═════ EXTRACTED MATERIAL

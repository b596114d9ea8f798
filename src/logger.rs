//! Session logger — writes all log output to a single file in the OS data directory.
//!
//! The file is **truncated at each launch**, so it only ever contains output
//! from the most recent session.
//!
//! Log location:
//!   Windows:  `%APPDATA%\CudaViz\cudaviz.log`
//!   Linux:    `~/.local/share/CudaViz/cudaviz.log`
//!   macOS:    `~/Library/Application Support/CudaViz/cudaviz.log`
//!
//! Use the `log_info!` / `log_warn!` / `log_err!` macros anywhere in the crate.
//! Before `init()` (CLI mode, tests) every call is a silent no-op.

use std::fs::{self, File, OpenOptions};
use std::io::Write;
use std::path::{Path, PathBuf};
use std::sync::{Mutex, OnceLock};
use std::time::{SystemTime, UNIX_EPOCH};

static LOG_FILE: OnceLock<Mutex<File>> = OnceLock::new();

/// Write a line to the session log. Silently ignores I/O errors so that
/// logging never crashes the application.
pub fn write_line(line: &str) {
    if let Some(mutex) = LOG_FILE.get()
        && let Ok(mut file) = mutex.lock()
    {
        let _ = writeln!(file, "{}", line);
    }
}

/// Write a timestamped, level-tagged line to the session log.
pub fn write(level: &str, msg: &str) {
    write_line(&format_line(&timestamp(), level, msg));
}

fn format_line(ts: &str, level: &str, msg: &str) -> String {
    format!("[{}] [{}] {}", ts, level, msg)
}

#[macro_export]
macro_rules! log_info {
    ($($arg:tt)*) => {
        $crate::logger::write("INFO", &format!($($arg)*))
    };
}

#[macro_export]
macro_rules! log_warn {
    ($($arg:tt)*) => {
        $crate::logger::write("WARN", &format!($($arg)*))
    };
}

#[macro_export]
macro_rules! log_err {
    ($($arg:tt)*) => {
        $crate::logger::write("ERROR", &format!($($arg)*))
    };
}

/// Initialise the session logger in the platform data directory.
pub fn init() {
    init_at(&log_file_path());
}

/// Initialise the session logger at an explicit path.
///
/// * Creates (or truncates) the log file.
/// * Installs a panic hook that writes the panic message to the log before
///   running the default handler.
pub fn init_at(path: &Path) {
    if LOG_FILE.get().is_some() {
        return;
    }

    if let Some(parent) = path.parent() {
        let _ = fs::create_dir_all(parent);
    }

    let file = OpenOptions::new()
        .create(true)
        .write(true)
        .truncate(true)
        .open(path);

    match file {
        Ok(f) => {
            let _ = LOG_FILE.set(Mutex::new(f));
        }
        Err(e) => {
            // Not fatal, the session just runs without a log
            eprintln!("[logger] Failed to open log file {:?}: {}", path, e);
            return;
        }
    }

    write_line(&format!(
        "=== CudaViz session started {} ===",
        human_timestamp()
    ));
    write_line(&format!("Log file: {}", path.display()));
    write_line("");

    let prev = std::panic::take_hook();
    std::panic::set_hook(Box::new(move |info| {
        write_line(&format_line(&timestamp(), "PANIC", &info.to_string()));
        prev(info);
    }));
}

fn log_file_path() -> PathBuf {
    data_dir().join("CudaViz").join("cudaviz.log")
}

/// Platform data directory (without the app sub-folder).
fn data_dir() -> PathBuf {
    #[cfg(target_os = "windows")]
    {
        if let Ok(appdata) = std::env::var("APPDATA") {
            return PathBuf::from(appdata);
        }
    }
    #[cfg(target_os = "macos")]
    {
        if let Ok(home) = std::env::var("HOME") {
            return PathBuf::from(home)
                .join("Library")
                .join("Application Support");
        }
    }
    if let Ok(xdg) = std::env::var("XDG_DATA_HOME") {
        return PathBuf::from(xdg);
    }
    if let Ok(home) = std::env::var("HOME") {
        return PathBuf::from(home).join(".local").join("share");
    }
    PathBuf::from(".")
}

/// HH:MM:SS within the current UTC day.
fn timestamp() -> String {
    match SystemTime::now().duration_since(UNIX_EPOCH) {
        Ok(d) => clock_of_day(d.as_secs()),
        Err(_) => "??:??:??".to_string(),
    }
}

fn clock_of_day(secs: u64) -> String {
    let h = (secs % 86400) / 3600;
    let m = (secs % 3600) / 60;
    let s = secs % 60;
    format!("{:02}:{:02}:{:02}", h, m, s)
}

fn human_timestamp() -> String {
    match SystemTime::now().duration_since(UNIX_EPOCH) {
        Ok(d) => format!("(unix {})", d.as_secs()),
        Err(_) => "(unknown time)".to_string(),
    }
}

#[cfg(test)]
mod tests {
    use super::*;

    #[test]
    fn clock_wraps_at_midnight() {
        assert_eq!(clock_of_day(0), "00:00:00");
        assert_eq!(clock_of_day(3661), "01:01:01");
        assert_eq!(clock_of_day(86400 + 59), "00:00:59");
    }

    #[test]
    fn line_layout() {
        assert_eq!(
            format_line("12:00:00", "WARN", "gridDim.x -> 10"),
            "[12:00:00] [WARN] gridDim.x -> 10"
        );
    }

    #[test]
    fn writes_before_init_are_ignored() {
        // Must not panic even though no file is open in this test process.
        crate::log_info!("noop {}", 1);
    }
}
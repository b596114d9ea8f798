use crate::grid::{self, Cell, CellCoord, DimensionField, Dimensions, Mapping};

/// Reactive state behind the visualizer window.
///
/// Owns the raw text of the five inputs and everything derived from them.
/// `set_input` is the single mutation point for dimensions; it always
/// recomputes the full cell table and drops the hovered cell.
pub struct VisualizerSession {
    raw: [String; 5],
    dimensions: Dimensions,
    mapping: Mapping,
    hovered: Option<CellCoord>,
    /// Bumped on every recompute.
    generation: u64,
}

impl Default for VisualizerSession {
    fn default() -> Self {
        Self::from_raw_inputs(DimensionField::ALL.map(|f| f.default_value().to_string()))
    }
}

impl VisualizerSession {
    /// Seed the session from raw text, e.g. command-line values.
    pub fn from_raw_inputs(raw: [String; 5]) -> Self {
        let dimensions = Dimensions::from_raw([
            raw[0].as_str(),
            raw[1].as_str(),
            raw[2].as_str(),
            raw[3].as_str(),
            raw[4].as_str(),
        ]);
        let mapping = grid::compute(&dimensions);
        Self {
            raw,
            dimensions,
            mapping,
            hovered: None,
            generation: 0,
        }
    }

    pub fn raw_input(&self, field: DimensionField) -> &str {
        &self.raw[Self::slot(field)]
    }

    /// Mutable access for text widgets. Callers must follow an edit with
    /// [`Self::commit_input`].
    pub fn raw_input_mut(&mut self, field: DimensionField) -> &mut String {
        &mut self.raw[Self::slot(field)]
    }

    pub fn set_input(&mut self, field: DimensionField, raw: impl Into<String>) {
        self.raw[Self::slot(field)] = raw.into();
        self.commit_input(field);
    }

    /// Re-clamp after `field`'s raw text changed in place.
    pub fn commit_input(&mut self, field: DimensionField) {
        let previous = self.dimensions;
        self.recompute();
        if previous != self.dimensions {
            crate::log_info!(
                "{} -> {} ({} cells)",
                field.label(),
                self.dimensions.get(field),
                self.mapping.cells.len()
            );
        }
    }

    /// Restore every input to its default value.
    pub fn reset(&mut self) {
        self.raw = DimensionField::ALL.map(|f| f.default_value().to_string());
        self.recompute();
    }

    fn recompute(&mut self) {
        let r = &self.raw;
        self.dimensions = Dimensions::from_raw([
            r[0].as_str(),
            r[1].as_str(),
            r[2].as_str(),
            r[3].as_str(),
            r[4].as_str(),
        ]);
        self.mapping = grid::compute(&self.dimensions);
        self.hovered = None;
        self.generation = self.generation.wrapping_add(1);
    }

    /// Changes whenever the cell table was rebuilt. Views use it to drop
    /// per-cell tracking that refers to the previous table.
    pub fn generation(&self) -> u64 {
        self.generation
    }

    pub fn dimensions(&self) -> &Dimensions {
        &self.dimensions
    }

    pub fn mapping(&self) -> &Mapping {
        &self.mapping
    }

    /// Pointer entered or keyboard focus landed on `coord`.
    pub fn hover(&mut self, coord: CellCoord) {
        if self.mapping.cell_at(coord).is_some() {
            self.hovered = Some(coord);
        }
    }

    /// Pointer left or focus moved away from `coord`.
    pub fn unhover(&mut self, coord: CellCoord) {
        if self.hovered == Some(coord) {
            self.hovered = None;
        }
    }

    pub fn hovered(&self) -> Option<CellCoord> {
        self.hovered
    }

    pub fn hovered_cell(&self) -> Option<&Cell> {
        self.hovered.and_then(|c| self.mapping.cell_at(c))
    }

    fn slot(field: DimensionField) -> usize {
        match field {
            DimensionField::GridDimX => 0,
            DimensionField::GridDimY => 1,
            DimensionField::BlockDimX => 2,
            DimensionField::BlockDimY => 3,
            DimensionField::ArrayLength => 4,
        }
    }
}

#[cfg(test)]
mod tests {
    use super::*;

    #[test]
    fn starts_with_default_launch() {
        let s = VisualizerSession::default();
        assert_eq!(*s.dimensions(), Dimensions::default());
        assert_eq!(s.raw_input(DimensionField::ArrayLength), "96");
        assert_eq!(s.mapping().cells.len(), 192);
        assert!(s.hovered().is_none());
    }

    #[test]
    fn zero_length_falls_back_to_default() {
        let mut s = VisualizerSession::default();
        s.set_input(DimensionField::ArrayLength, "0");
        assert_eq!(s.dimensions().array_length, 96);
        assert_eq!(s.raw_input(DimensionField::ArrayLength), "0");
    }

    #[test]
    fn oversized_grid_is_clamped() {
        let mut s = VisualizerSession::default();
        s.set_input(DimensionField::GridDimX, "100");
        assert_eq!(s.dimensions().grid_dim_x, 10);
        assert_eq!(s.mapping().totals.total_columns, 80);
    }

    #[test]
    fn any_input_edit_clears_hover() {
        let mut s = VisualizerSession::default();
        s.hover(CellCoord::new(1, 1));
        assert!(s.hovered_cell().is_some());

        // Same clamped value, still an edit.
        s.set_input(DimensionField::GridDimY, "2");
        assert!(s.hovered().is_none());

        s.hover(CellCoord::new(1, 1));
        s.set_input(DimensionField::BlockDimX, "4");
        assert!(s.hovered().is_none());
    }

    #[test]
    fn every_edit_bumps_generation() {
        let mut s = VisualizerSession::default();
        let g0 = s.generation();
        s.set_input(DimensionField::GridDimX, "3");
        assert_ne!(s.generation(), g0);
        let g1 = s.generation();
        s.hover(CellCoord::new(0, 0));
        assert_eq!(s.generation(), g1);
    }

    #[test]
    fn unhover_only_clears_matching_cell() {
        let mut s = VisualizerSession::default();
        s.hover(CellCoord::new(2, 3));
        s.unhover(CellCoord::new(0, 0));
        assert_eq!(s.hovered(), Some(CellCoord::new(2, 3)));
        s.unhover(CellCoord::new(2, 3));
        assert!(s.hovered().is_none());
    }

    #[test]
    fn hover_outside_matrix_is_ignored() {
        let mut s = VisualizerSession::default();
        s.hover(CellCoord::new(50, 0));
        assert!(s.hovered().is_none());
    }

    #[test]
    fn in_place_edit_then_commit() {
        let mut s = VisualizerSession::default();
        s.raw_input_mut(DimensionField::BlockDimY).push('0');
        s.commit_input(DimensionField::BlockDimY);
        // "40" clamps to 32
        assert_eq!(s.dimensions().block_dim_y, 32);
    }

    #[test]
    fn reset_restores_defaults() {
        let mut s = VisualizerSession::from_raw_inputs([
            "1".into(),
            "1".into(),
            "1".into(),
            "1".into(),
            "1".into(),
        ]);
        assert_eq!(s.mapping().cells.len(), 1);
        s.hover(CellCoord::new(0, 0));
        s.reset();
        assert_eq!(*s.dimensions(), Dimensions::default());
        assert!(s.hovered().is_none());
    }
}
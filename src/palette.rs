// ============================================================================
// BLOCK PALETTE — per-cell colors for the CUDA grid overlay
// ============================================================================

use eframe::egui::Color32;

use crate::grid::{Cell, CellKind};

/// Block tint colors, cycled across blocks in row-major block order.
pub const BLOCK_PALETTE: [[u8; 3]; 6] = [
    [139, 92, 246],
    [14, 165, 233],
    [16, 185, 129],
    [249, 115, 22],
    [236, 72, 153],
    [217, 119, 6],
];

const SLATE: [u8; 3] = [148, 163, 184];
const BORDER_BLOCK_EDGE: Color32 = Color32::from_rgba_premultiplied(13, 20, 36, 217);
const BORDER_INNER: Color32 = Color32::from_rgba_premultiplied(36, 46, 60, 179);
const TEXT_DATA: Color32 = Color32::from_rgb(226, 232, 240);
const TEXT_IDLE: Color32 = Color32::from_rgb(100, 116, 139);

/// Index into [`BLOCK_PALETTE`] for a cell's block.
pub fn block_color_index(cell: &Cell, grid_dim_x: u32) -> usize {
    (cell.block_idx_y * grid_dim_x as usize + cell.block_idx_x) % BLOCK_PALETTE.len()
}

fn rgba(rgb: [u8; 3], alpha: f32) -> Color32 {
    Color32::from_rgba_unmultiplied(rgb[0], rgb[1], rgb[2], (alpha * 255.0).round() as u8)
}

/// Resolved colors for drawing one cell.
#[derive(Clone, Copy, Debug, PartialEq)]
pub struct CellStyle {
    pub fill: Color32,
    pub border: Color32,
    pub text: Color32,
}

pub fn cell_style(cell: &Cell, grid_dim_x: u32) -> CellStyle {
    let block_rgb = BLOCK_PALETTE[block_color_index(cell, grid_dim_x)];
    let fill = match cell.kind() {
        CellKind::Active => rgba(block_rgb, 0.35),
        CellKind::IdleThread => rgba(block_rgb, 0.15),
        CellKind::Unmapped => rgba(SLATE, 0.12),
        CellKind::Empty => Color32::TRANSPARENT,
    };
    let border = if cell.on_block_edge() {
        BORDER_BLOCK_EDGE
    } else {
        BORDER_INNER
    };
    let text = if cell.within_array { TEXT_DATA } else { TEXT_IDLE };
    CellStyle { fill, border, text }
}

/// Text drawn inside a cell.
pub fn cell_label(cell: &Cell) -> String {
    if cell.within_array {
        cell.linear_index.to_string()
    } else {
        crate::inspect::NOT_APPLICABLE.to_string()
    }
}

══════════

### WHAT YOU WILL DO
With the line holding "fn recompute(&mut self)" as the first and the line holding "assert_eq!(s.mapping().cells.len(), 192);" as the last, set down that range of the entries above exactly, and nothing else.

### RESPONSE TO THE TASK
    fn recompute(&mut self) {
        let r = &self.raw;
        self.dimensions = Dimensions::from_raw([
            r[0].as_str(),
            r[1].as_str(),
            r[2].as_str(),
            r[3].as_str(),
            r[4].as_str(),
        ]);
        self.mapping = grid::compute(&self.dimensions);
        self.hovered = None;
        self.generation = self.generation.wrapping_add(1);
    }

    /// Changes whenever the cell table was rebuilt. Views use it to drop
    /// per-cell tracking that refers to the previous table.
    pub fn generation(&self) -> u64 {
        self.generation
    }

    pub fn dimensions(&self) -> &Dimensions {
        &self.dimensions
    }

    pub fn mapping(&self) -> &Mapping {
        &self.mapping
    }

    /// Pointer entered or keyboard focus landed on `coord`.
    pub fn hover(&mut self, coord: CellCoord) {
        if self.mapping.cell_at(coord).is_some() {
            self.hovered = Some(coord);
        }
    }

    /// Pointer left or focus moved away from `coord`.
    pub fn unhover(&mut self, coord: CellCoord) {
        if self.hovered == Some(coord) {
            self.hovered = None;
        }
    }

    pub fn hovered(&self) -> Option<CellCoord> {
        self.hovered
    }

    pub fn hovered_cell(&self) -> Option<&Cell> {
        self.hovered.and_then(|c| self.mapping.cell_at(c))
    }

    fn slot(field: DimensionField) -> usize {
        match field {
            DimensionField::GridDimX => 0,
            DimensionField::GridDimY => 1,
            DimensionField::BlockDimX => 2,
            DimensionField::BlockDimY => 3,
            DimensionField::ArrayLength => 4,
        }
    }
}

#[cfg(test)]
mod tests {
    use super::*;

    #[test]
    fn starts_with_default_launch() {
        let s = VisualizerSession::default();
        assert_eq!(*s.dimensions(), Dimensions::default());
        assert_eq!(s.raw_input(DimensionField::ArrayLength), "96");
        assert_eq!(s.mapping().cells.len(), 192);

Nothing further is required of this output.